##### Records to use

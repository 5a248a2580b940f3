//! Secret redaction for error messages (spec §4.4.4, §7, §8 property 6).
//!
//! Applied by the tool executor to every message surfaced from a thrown
//! exception, and by the logging collaborator (spec §7) before any error
//! string reaches a log sink.

use regex::Regex;
use std::sync::OnceLock;

fn patterns() -> &'static [Regex] {
    static PATTERNS: OnceLock<Vec<Regex>> = OnceLock::new();
    PATTERNS.get_or_init(|| {
        vec![
            Regex::new(r"(?i)bearer\s+[a-z0-9._\-]+").unwrap(),
            Regex::new(r"(?i)api[_-]?key\s*[=:]\s*\S+").unwrap(),
            Regex::new(r"(?i)token\s*[=:]\s*\S+").unwrap(),
            Regex::new(r"(?i)password\s*[=:]\s*\S+").unwrap(),
            // Home-directory paths: /home/<user>/... or /Users/<user>/...
            Regex::new(r"(?i)(/home/|/Users/)[^/\s]+").unwrap(),
            // Long alphanumeric runs that look like secrets (>=32 chars).
            Regex::new(r"[A-Za-z0-9]{32,}").unwrap(),
        ]
    })
}

/// Redact likely secrets from `message` and truncate to `max_len` bytes.
pub fn sanitize(message: &str, max_len: usize) -> String {
    let mut redacted = message.to_string();
    for pattern in patterns() {
        redacted = pattern.replace_all(&redacted, "[REDACTED]").into_owned();
    }
    truncate(&redacted, max_len)
}

fn truncate(s: &str, max_len: usize) -> String {
    if s.len() <= max_len {
        return s.to_string();
    }
    // Respect UTF-8 boundaries while truncating.
    let mut end = max_len;
    while end > 0 && !s.is_char_boundary(end) {
        end -= 1;
    }
    format!("{}...", &s[..end])
}

#[cfg(test)]
mod tests {
    use super::*;

    #[test]
    fn redacts_bearer_tokens() {
        let out = sanitize("auth failed: Bearer abcDEF123456", 500);
        assert!(!out.contains("Bearer abcDEF123456"));
        assert!(out.contains("[REDACTED]"));
    }

    #[test]
    fn redacts_api_key_and_password_assignments() {
        let out = sanitize("request failed api_key=sk-xyz789 password=hunter2", 500);
        assert!(!out.contains("sk-xyz789"));
        assert!(!out.contains("hunter2"));
    }

    #[test]
    fn redacts_home_directory_paths() {
        let out = sanitize("cannot read /home/alice/.ssh/id_rsa", 500);
        assert!(!out.contains("/home/alice"));
    }

    #[test]
    fn redacts_long_alphanumeric_runs() {
        let out = sanitize(
            "leaked secret: 4f8a9c2b7e1d3a5f6b8c9d0e1f2a3b4c5d6e7f8a9b0c1d2e",
            500,
        );
        assert!(!out.contains("4f8a9c2b7e1d3a5f6b8c9d0e1f2a3b4c5d6e7f8a9b0c1d2e"));
    }

    #[test]
    fn truncates_to_max_len() {
        let long = "x".repeat(1000);
        let out = sanitize(&long, 500);
        assert!(out.len() <= 503);
    }

    #[test]
    fn round_trip_never_contains_marker_strings() {
        let msg = "Bearer abc api_key=xyz token=123 password=secret";
        let out = sanitize(msg, 500);
        assert!(!out.contains("Bearer "));
        assert!(!out.contains("api_key="));
        assert!(!out.contains("password="));
    }
}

##########

(Work required): Write the material out again word for word.

(Result of this task):
repository 5a248a2580b940f3
//! Secret redaction for error messages (spec §4.4.4, §7, §8 property 6).
//!
//! Applied by the tool executor to every message surfaced from a thrown
//! exception, and by the logging collaborator (spec §7) before any error
//! string reaches a log sink.

use regex::Regex;
use std::sync::OnceLock;

fn patterns() -> &'static [Regex] {
    static PATTERNS: OnceLock<Vec<Regex>> = OnceLock::new();
    PATTERNS.get_or_init(|| {
        vec![
            Regex::new(r"(?i)bearer\s+[a-z0-9._\-]+").unwrap(),
            Regex::new(r"(?i)api[_-]?key\s*[=:]\s*\S+").unwrap(),
            Regex::new(r"(?i)token\s*[=:]\s*\S+").unwrap(),
            Regex::new(r"(?i)password\s*[=:]\s*\S+").unwrap(),
            // Home-directory paths: /home/<user>/... or /Users/<user>/...
            Regex::new(r"(?i)(/home/|/Users/)[^/\s]+").unwrap(),
            // Long alphanumeric runs that look like secrets (>=32 chars).
            Regex::new(r"[A-Za-z0-9]{32,}").unwrap(),
        ]
    })
}

/// Redact likely secrets from `message` and truncate to `max_len` bytes.
pub fn sanitize(message: &str, max_len: usize) -> String {
    let mut redacted = message.to_string();
    for pattern in patterns() {
        redacted = pattern.replace_all(&redacted, "[REDACTED]").into_owned();
    }
    truncate(&redacted, max_len)
}

fn truncate(s: &str, max_len: usize) -> String {
    if s.len() <= max_len {
        return s.to_string();
    }
    // Respect UTF-8 boundaries while truncating.
    let mut end = max_len;
    while end > 0 && !s.is_char_boundary(end) {
        end -= 1;
    }
    format!("{}...", &s[..end])
}

#[cfg(test)]
mod tests {
    use super::*;

    #[test]
    fn redacts_bearer_tokens() {
        let out = sanitize("auth failed: Bearer abcDEF123456", 500);
        assert!(!out.contains("Bearer abcDEF123456"));
        assert!(out.contains("[REDACTED]"));
    }

    #[test]
    fn redacts_api_key_and_password_assignments() {
        let out = sanitize("request failed api_key=sk-xyz789 password=hunter2", 500);
        assert!(!out.contains("sk-xyz789"));
        assert!(!out.contains("hunter2"));
    }

    #[test]
    fn redacts_home_directory_paths() {
        let out = sanitize("cannot read /home/alice/.ssh/id_rsa", 500);
        assert!(!out.contains("/home/alice"));
    }

    #[test]
    fn redacts_long_alphanumeric_runs() {
        let out = sanitize(
            "leaked secret: 4f8a9c2b7e1d3a5f6b8c9d0e1f2a3b4c5d6e7f8a9b0c1d2e",
            500,
        );
        assert!(!out.contains("4f8a9c2b7e1d3a5f6b8c9d0e1f2a3b4c5d6e7f8a9b0c1d2e"));
    }

    #[test]
    fn truncates_to_max_len() {
        let long = "x".repeat(1000);
        let out = sanitize(&long, 500);
        assert!(out.len() <= 503);
    }

    #[test]
    fn round_trip_never_contains_marker_strings() {
        let msg = "Bearer abc api_key=xyz token=123 password=secret";
        let out = sanitize(msg, 500);
        assert!(!out.contains("Bearer "));
        assert!(!out.contains("api_key="));
        assert!(!out.contains("password="));
    }
}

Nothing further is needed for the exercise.